Doch das Gros der IT-Anbieter kam mit einem blauen Auge davon. Bei Branchengrößen wie Cisco, IBM, Intel, Hewlett-Packard, Microsoft, Oracle und auch SAP stabilisierten sich im Lauf des Jahres die Geschäfte. Die Hoffnungen ruhen aber in erster Linie auf dem kommenden Jahr. Dann soll der Konjunkturmotor wieder anspringen und damit auch die IT-Geschäfte ankurbeln. Das glauben auch viele Analysten und die großen Branchenverbände. 2009 ist abgehakt, die internationale IT-Gemeinde will den Geschäftseinbruch, der im Vergleich zu anderen Branchen alles in allem moderat ausfiel, möglichst schnell vergessen.

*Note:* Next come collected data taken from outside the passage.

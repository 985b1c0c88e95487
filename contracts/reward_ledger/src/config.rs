use soroban_sdk::{contracttype, Address, Env};

/// Clock the pool accrues against.
#[contracttype]
#[derive(Clone, Copy, Debug, Eq, PartialEq)]
#[repr(u32)]
pub enum AccrualBasis {
    /// `reward_rate` is per second of ledger close time.
    Timestamp = 0,
    /// `reward_rate` is per ledger (block).
    LedgerSequence = 1,
}

/// Where claimed rewards come from.
#[contracttype]
#[derive(Clone, Copy, Debug, Eq, PartialEq)]
#[repr(u32)]
pub enum RewardFunding {
    /// Paid from the contract's own reward-token balance.
    PreFunded = 0,
    /// Minted on claim; the contract must be the reward asset's admin.
    Minted = 1,
}

/// Immutable pool configuration, written once by `initialize`.
#[contracttype]
#[derive(Clone, Debug, Eq, PartialEq)]
pub struct PoolConfig {
    pub stake_token: Address,
    pub reward_token: Address,
    pub basis: AccrualBasis,
    pub funding: RewardFunding,
}

impl PoolConfig {
    /// Current value of the configured clock.
    pub fn now(&self, env: &Env) -> u64 {
        match self.basis {
            AccrualBasis::Timestamp => env.ledger().timestamp(),
            AccrualBasis::LedgerSequence => u64::from(env.ledger().sequence()),
        }
    }
}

Dazu kommt es darauf an, dass die Kunden mitspielen - und das ist alles andere als sicher. Viele Anwender haben Projekte auf Eis gelegt, geplante Investitionen verschoben und die Anbieter zurück an den Verhandlungstisch gezwungen, um bestehende Verträge neu zu verhandeln. Dass Anwender künftig mit weniger Druck auftreten, ist unwahrscheinlich. Viele dürften gemerkt haben, dass es durchaus Spielraum gibt, die bestehende IT-Infrastruktur effizienter auszunutzen und Kosten einzusparen. Darauf drängen vor allem die Finanzchefs. Denn nach wie vor steht das Thema Kostensparen ganz oben auf ihrer Agenda.

Der Abschied des Jahres

Foto: SAP

Im Januar gab Henning Kagermann die operativen Zügel bei SAP aus der Hand, Ende Mai verließ der langjährige Vorstandssprecher den Softwarekonzern endgültig. Kagermann arbeitete seit 1982 für SAP. 1991 rückte er in den Vorstand auf. Von 1998 bis 2003 stand er gemeinsam mit SAP-Gründer Hasso Plattner an der Spitze des Softwareherstellers. Seit 2003 leitete der Physikprofessor SAP als alleiniger Vorstandssprecher. Kagermann hatte im zurückliegenden Jahrzehnt den Umbau des SAP-Produktportfolios in Richtung Service-orientierte Architektur vorangetrieben. Überschattet wurde sein Abschied vom Streit um die Erhöhung der Wartungsgebühren. Erboste Anwender warfen dem Konzern vor, das Gefühl für die Situation bei den Kunden verloren zu haben.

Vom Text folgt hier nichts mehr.